В глазах стоят картины из Малого Манежа: воздушный бой в Москве, шествие армии с Тверской, вражеский самолет над Красной площадью. Вспоминаю бабушку, как она жаловалась на головную боль из-за магнитных бурь.

Только я иду прямо и настойчиво по своей известной тропинке сквозь Тверскую, Камергерский, Газетный на Большую Никитскую к консерватории. Памятники Сергею Прокофьеву, Станиславскому и Немировичу-Данченко, позади – Главпочтамт, Макдональдс, дом, где жил Е. Гайдар, и министерство экономики его имени, памятная плита ему, напоминающая развернутый лист стенгазеты, за которую обязаны отчитаться студенты. Выхожу к памятнику П. И. Чайковскому во дворе консерватории. Перпендикулярно, словно по прямому треугольнику, идет Брюсов переулок, Дом Брюса, в залах которого белые рояли. И церковь Малого Вознесения. Вспоминаю могилку маленького Саши на Украине, братика бабушки Нины. Она тоже лежит возле маленького мальчика. И у него всегда много-много цветов. У церкви снаружи стена памяти с фотографиями погибших в Великую Отечественную войну, с цветами и вазами. Я думаю о генерале М. Г. Ефремове, что застрелился раненый, чтоб не попасть в плен к фашистам, защищая Москву. Как же могли его совсем забыть, а узнали о нем и наградили много позже после его смерти?!

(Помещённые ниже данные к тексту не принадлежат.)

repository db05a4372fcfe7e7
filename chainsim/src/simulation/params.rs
//! Runtime parameters derived from the configuration
//!
//! `Viewport` describes the window the chain lives in (screen pixels, origin
//! top-left, y down), `Animation` the per-frame rotation

use super::render::Rgba;

#[derive(Debug, Clone, PartialEq)]
pub struct Viewport {
    pub width: u32,       // pixels
    pub height: u32,      // pixels
    pub title: String,    // window title
    pub background: Rgba, // clear color
    pub target_fps: f64,  // fixed animation rate
}

impl Viewport {
    /// Center of the window, rounded down to whole pixels
    pub fn center(&self) -> [f64; 2] {
        [(self.width / 2) as f64, (self.height / 2) as f64]
    }

    /// Largest anchor radius used when none is configured: a quarter of the
    /// shorter side, rounded down
    pub fn default_radius(&self) -> f64 {
        (self.width.min(self.height) / 4) as f64
    }
}

#[derive(Debug, Clone, PartialEq)]
pub struct Animation {
    pub angle_step: f64, // degrees per frame for link 1
    pub dump: bool,      // log the chain every frame
}
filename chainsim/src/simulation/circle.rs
//! A single link of the chain: a bordered disk whose center is the only
//! thing that moves after construction

use std::fmt;

use super::error::{ChainError, ChainResult};
use super::render::{Canvas, Rgba};
use super::vector::{rotate_about, NVec2};

#[derive(Debug, Clone, PartialEq)]
pub struct Circle {
    center: NVec2, // mutated every frame
    radius: f64,   // fixed, > 0
    border: f64,   // fixed visual thickness, >= 0
}

impl Circle {
    /// Build a circle, rejecting a radius that is not strictly positive
    /// (NaN included) and a negative or non-finite border
    pub fn new(center: NVec2, radius: f64, border: f64) -> ChainResult<Self> {
        if !(radius > 0.0) || !radius.is_finite() {
            return Err(ChainError::NonPositiveRadius(radius));
        }
        if !(border >= 0.0) || !border.is_finite() {
            return Err(ChainError::NegativeBorder(border));
        }
        Ok(Self { center, radius, border })
    }

    pub fn center(&self) -> NVec2 {
        self.center
    }

    pub fn radius(&self) -> f64 {
        self.radius
    }

    pub fn border(&self) -> f64 {
        self.border
    }

    /// Rotate the center rigidly about `pivot` by `degrees`.
    /// The distance to `pivot` is preserved.
    pub fn rotate(&mut self, pivot: &NVec2, degrees: f64) {
        self.center = rotate_about(&self.center, pivot, degrees);
    }

    /// Shift the center by `delta`
    pub fn translate(&mut self, delta: &NVec2) {
        self.center += delta;
    }

    /// Border disk first, fill disk on top of it
    pub fn render<C: Canvas + ?Sized>(&self, canvas: &mut C, fill: Rgba, border: Rgba) {
        canvas.draw_circle(self.center, self.radius + self.border, border);
        canvas.draw_circle(self.center, self.radius, fill);
    }
}

impl fmt::Display for Circle {
    fn fmt(&self, f: &mut fmt::Formatter<'_>) -> fmt::Result {
        write!(f, "center = ({:.6}, {:.6})", self.center.x, self.center.y)
    }
}
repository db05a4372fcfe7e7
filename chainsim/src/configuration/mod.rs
pub mod config;
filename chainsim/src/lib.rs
pub mod simulation;
pub mod configuration;
pub mod visualization;
pub mod benchmark;

pub use simulation::vector::{NVec2, rotate_about};
pub use simulation::circle::Circle;
pub use simulation::chain::{Chain, DirectionSource, RandomDirections, FixedDirections};
pub use simulation::render::{Canvas, ChainStyle, DrawCommand, DrawList, Rgba};
pub use simulation::error::{ChainError, ChainResult};
pub use simulation::scenario::Scenario;

pub use configuration::config::{WindowConfig, ChainConfig, StyleConfig, AnimationConfig, ScenarioConfig};

pub use visualization::chain_vis2d::{run_2d, layout_shapes, recolor, ShapeKind, ShapeInstance};

pub use benchmark::benchmark::{bench_rotate, bench_init};
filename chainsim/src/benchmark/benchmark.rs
use std::time::Instant;

use rand::rngs::StdRng;
use rand::SeedableRng;

use crate::simulation::chain::{Chain, RandomDirections};
use crate::simulation::error::ChainResult;
use crate::simulation::vector::NVec2;

// Radii halve per link, so start huge to keep long chains above zero
const BENCH_RADIUS: f64 = 1.0e300;
const BENCH_SEED: u64 = 42;

/// Chain lengths used by both benchmarks
const LENGTHS: [usize; 8] = [8, 16, 32, 64, 128, 256, 512, 1024];

fn make_chain(n: usize) -> ChainResult<Chain> {
    let mut directions = RandomDirections::new(StdRng::seed_from_u64(BENCH_SEED));
    Chain::init(BENCH_RADIUS, NVec2::zeros(), n, 1.0, &mut directions)
}

/// Time `Chain::rotate` for growing chain lengths.
/// Propagation touches every downstream link, so expect quadratic growth
pub fn bench_rotate() -> ChainResult<()> {
    let frames = 600; // ten seconds of animation at 60 fps

    println!("N,rotate_us");
    for n in LENGTHS {
        let mut chain = make_chain(n)?;

        // Warm up
        chain.rotate(1.0);

        let t0 = Instant::now();
        for _ in 0..frames {
            chain.rotate(1.0);
        }
        let us_per_frame = t0.elapsed().as_secs_f64() * 1.0e6 / frames as f64;

        println!("{},{:.3}", n, us_per_frame);
    }

    Ok(())
}

/// Time the initial layout for growing chain lengths
pub fn bench_init() -> ChainResult<()> {
    let repeats = 100;

    println!("N,init_us");
    for n in LENGTHS {
        let t0 = Instant::now();
        for _ in 0..repeats {
            make_chain(n)?;
        }
        let us_per_init = t0.elapsed().as_secs_f64() * 1.0e6 / repeats as f64;

        println!("{},{:.3}", n, us_per_init);
    }

    Ok(())
}
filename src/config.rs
use std::net::{IpAddr, Ipv4Addr};

use serde::{Deserialize, Serialize};

use crate::error::{RelayError, RelayResult};
use crate::relay::request::RetransmitConfig;
use crate::relay::TURN_DEFAULT_PORT;

fn default_local_ip() -> IpAddr {
    IpAddr::V4(Ipv4Addr::UNSPECIFIED)
}

/// Relay client configuration
#[derive(Debug, Clone, Serialize, Deserialize)]
pub struct RelayConfig {
    /// TURN server as `host:port` or `host` (port defaults to 3478).
    /// The host may be an IP literal or a hostname; hostnames are
    /// resolved when the port prepares its address.
    pub server: String,

    /// Long-term credential username
    pub username: String,

    /// Long-term credential password
    pub password: String,

    /// Local IP to bind the UDP socket on
    #[serde(default = "default_local_ip")]
    pub local_ip: IpAddr,

    /// Lowest local port to try (0 = OS-assigned)
    #[serde(default)]
    pub min_port: u16,

    /// Highest local port to try (0 = OS-assigned)
    #[serde(default)]
    pub max_port: u16,

    /// Retransmission tuning for in-flight requests
    #[serde(default)]
    pub retransmit: RetransmitConfig,
}

impl Default for RelayConfig {
    fn default() -> Self {
        Self {
            server: String::new(),
            username: String::new(),
            password: String::new(),
            local_ip: default_local_ip(),
            min_port: 0,
            max_port: 0,
            retransmit: RetransmitConfig::default(),
        }
    }
}

impl RelayConfig {
    /// Create a configuration for the given server and credentials,
    /// binding on an OS-assigned local port.
    pub fn new(
        server: impl Into<String>,
        username: impl Into<String>,
        password: impl Into<String>,
    ) -> Self {
        Self {
            server: server.into(),
            username: username.into(),
            password: password.into(),
            ..Self::default()
        }
    }

    /// Restrict the local socket to a port range
    pub fn with_port_range(mut self, min_port: u16, max_port: u16) -> Self {
        self.min_port = min_port;
        self.max_port = max_port;
        self
    }

    /// Validate structural settings.
    ///
    /// Credentials are deliberately not checked here: an empty
    /// username/password is a protocol-level failure reported through
    /// [`RelayEvent::AddressError`](crate::relay::RelayEvent) when the
    /// port prepares its address.
    pub fn validate(&self) -> RelayResult<()> {
        if self.server.is_empty() {
            return Err(RelayError::Configuration(
                "server address is empty".to_string(),
            ));
        }
        if (self.min_port == 0) != (self.max_port == 0) {
            return Err(RelayError::Configuration(
                "port range must set both ends or neither".to_string(),
            ));
        }
        if self.min_port > self.max_port {
            return Err(RelayError::Configuration(format!(
                "invalid port range {}-{}",
                self.min_port, self.max_port
            )));
        }
        Ok(())
    }

    /// Split `server` into host and port, applying the default TURN port
    /// when none is given. IPv6 literals use bracket notation
    /// (`[2001:db8::1]:3478`).
    pub fn server_host_port(&self) -> (String, u16) {
        let s = self.server.as_str();

        if let Some(rest) = s.strip_prefix('[') {
            if let Some((host, tail)) = rest.split_once(']') {
                let port = tail
                    .strip_prefix(':')
                    .and_then(|p| p.parse().ok())
                    .unwrap_or(TURN_DEFAULT_PORT);
                return (host.to_string(), port);
            }
        }

        match s.rsplit_once(':') {
            // A second ':' means an unbracketed IPv6 literal, not host:port.
            Some((host, port)) if !host.contains(':') => match port.parse() {
                Ok(port) => (host.to_string(), port),
                Err(_) => (s.to_string(), TURN_DEFAULT_PORT),
            },
            _ => (s.to_string(), TURN_DEFAULT_PORT),
        }
    }
}
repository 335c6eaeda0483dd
//! Per-peer relay state.
//!
//! A port keeps one entry per distinct peer address. The entry decides how
//! outbound data is framed (Send indication before a channel is bound,
//! channel-data frame after) and when the first application payload should
//! trigger a ChannelBind request. Entries never touch the socket; they hand
//! encoded bytes back to the port.

use std::net::SocketAddr;

use tracing::{debug, info, warn};

use crate::stun::{Attribute, Message, MessageType};

use super::encode_channel_frame;

/// Progress of the channel binding for one peer.
#[derive(Debug, Clone, Copy, PartialEq, Eq)]
pub enum BindState {
    /// No binding requested yet; data travels in Send indications.
    Unbound,
    /// ChannelBind is in flight; indications are still used.
    Binding,
    /// The server confirmed the binding; data travels in channel frames.
    Bound,
}

/// State for a single peer behind the relay.
#[derive(Debug)]
pub struct Entry {
    peer: SocketAddr,
    channel: u16,
    state: BindState,
}

impl Entry {
    /// Create an entry for a peer with its permanently assigned channel
    pub fn new(peer: SocketAddr, channel: u16) -> Self {
        Self {
            peer,
            channel,
            state: BindState::Unbound,
        }
    }

    /// Peer address this entry covers
    pub fn peer(&self) -> SocketAddr {
        self.peer
    }

    /// Channel number assigned at creation; never reused by the port
    pub fn channel(&self) -> u16 {
        self.channel
    }

    /// Current binding state
    pub fn state(&self) -> BindState {
        self.state
    }

    /// True once the server has confirmed the channel binding
    pub fn is_bound(&self) -> bool {
        self.state == BindState::Bound
    }

    /// Frame outbound data for this peer.
    ///
    /// Returns the wire bytes and whether the caller should issue a
    /// ChannelBind request now. The binding is kicked off by the first
    /// application payload; stun-keepalive style traffic (`is_payload`
    /// false) keeps using indications without ever binding.
    pub fn encode_send(&mut self, data: &[u8], is_payload: bool) -> (Vec<u8>, bool) {
        if self.state == BindState::Bound {
            return (encode_channel_frame(self.channel, data), false);
        }

        let mut message = Message::new(MessageType::SendIndication);
        message.add_attribute(Attribute::XorPeerAddress(self.peer));
        message.add_attribute(Attribute::Data(data.to_vec()));

        let kick_bind = is_payload && self.state == BindState::Unbound;
        if kick_bind {
            self.state = BindState::Binding;
        }
        (message.encode(), kick_bind)
    }

    /// The server installed a permission for this peer
    pub fn on_create_permission_success(&self) {
        debug!("Permission installed for {}", self.peer);
    }

    /// Permission was refused; the entry stays usable for indications
    pub fn on_create_permission_error(&self, code: u16, reason: &str) {
        warn!(
            "CreatePermission for {} rejected: {} {}",
            self.peer, code, reason
        );
    }

    /// The server confirmed the channel binding (initial bind or renewal)
    pub fn on_channel_bind_success(&mut self) {
        if self.state == BindState::Bound {
            debug!("Channel 0x{:04X} to {} renewed", self.channel, self.peer);
        } else {
            info!("Channel 0x{:04X} bound to {}", self.channel, self.peer);
            self.state = BindState::Bound;
        }
    }

    /// Binding failed; keep whatever framing currently works
    pub fn on_channel_bind_error(&mut self, code: u16, reason: &str) {
        warn!(
            "ChannelBind 0x{:04X} for {} rejected: {} {}",
            self.channel, self.peer, code, reason
        );
    }
}

#[cfg(test)]
mod tests {
    use super::*;

    fn entry() -> Entry {
        Entry::new("192.0.2.7:7000".parse().unwrap(), 0x4000)
    }

    #[test]
    fn starts_unbound() {
        let e = entry();
        assert_eq!(e.state(), BindState::Unbound);
        assert!(!e.is_bound());
    }

    #[test]
    fn non_payload_data_goes_out_as_indication_without_binding() {
        let mut e = entry();
        let (wire, kick) = e.encode_send(b"probe", false);
        assert!(!kick);
        assert_eq!(e.state(), BindState::Unbound);

        let message = Message::decode(&wire).unwrap();
        assert_eq!(message.message_type, MessageType::SendIndication);
        assert_eq!(message.xor_peer_address(), Some(e.peer()));
        assert_eq!(message.data(), Some(&b"probe"[..]));
    }

    #[test]
    fn first_payload_kicks_the_channel_bind() {
        let mut e = entry();
        let (wire, kick) = e.encode_send(b"payload", true);
        assert!(kick);
        assert_eq!(e.state(), BindState::Binding);

        // Still an indication while the bind is in flight.
        let message = Message::decode(&wire).unwrap();
        assert_eq!(message.message_type, MessageType::SendIndication);

        // Only the first payload kicks; no request storm while binding.
        let (_, kick_again) = e.encode_send(b"more", true);
        assert!(!kick_again);
        assert_eq!(e.state(), BindState::Binding);
    }

    #[test]
    fn bound_entry_frames_payloads_on_the_channel() {
        let mut e = entry();
        e.encode_send(b"x", true);
        e.on_channel_bind_success();
        assert!(e.is_bound());

        let (wire, kick) = e.encode_send(b"data", true);
        assert!(!kick);
        assert_eq!(wire, encode_channel_frame(0x4000, b"data"));
    }

    #[test]
    fn bind_success_is_idempotent_for_renewals() {
        let mut e = entry();
        e.encode_send(b"x", true);
        e.on_channel_bind_success();
        e.on_channel_bind_success();
        assert!(e.is_bound());
    }

    #[test]
    fn bind_error_leaves_state_alone() {
        let mut e = entry();
        e.encode_send(b"x", true);
        e.on_channel_bind_error(403, "Forbidden");
        assert_eq!(e.state(), BindState::Binding);

        let (wire, _) = e.encode_send(b"y", true);
        let message = Message::decode(&wire).unwrap();
        assert_eq!(message.message_type, MessageType::SendIndication);
    }
}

Иду по Брюсову переулку. Здесь городок работников культуры и музыкантов. В одном из этих домов жил писатель Даниил Андреев, автор романа «Роза мира»; здесь старый полуразрушенный костел, где прежде была студия грамзаписи. Памятник М. Ростроповичу перегородил тропу веяний суровых ветров, а дальше, за памятником А. И. Хачатуряну, за высокой аркой, шумит улица Тверская, как огромный гремучий змей. Старая слава идет о той земле Тверской, где даже солнечным днем из земли выползают злые хозяйки, которых не тронь и не обидь. Ядовит их укус. А правда в чем?

Стоит арка широкая перед Тверской на Брюсовом переулке, и пройти ее – целое препятствие, испытание. Глаз не видит даже. Но можно чувствовать и осознавать это.

Все от честности и признания. Каждому ли честность или, чтобы отдавать, честность, она ли и старому-престарому кресту из Некрополя, что у церкви Малого Вознесения? Там ли правда, где был страх? И шумит Тверская… Не в том ли суть, что ты испытываешь добрые чувства ко всему живому и безобидному? Зря нельзя обижать и букашку. Хорошо, я поставила восковую свечку в церкви Малого Вознесения. Мали ли что может случиться за поворотом.

Все опять движется и убыстряется, скользит. А за поворотом мелькает ушами толстый Микки Маус, может, он хочет надуть, обворовать, в один короткий момент намыть себе руки, забывая и правду. Лучше в голову не брать такое.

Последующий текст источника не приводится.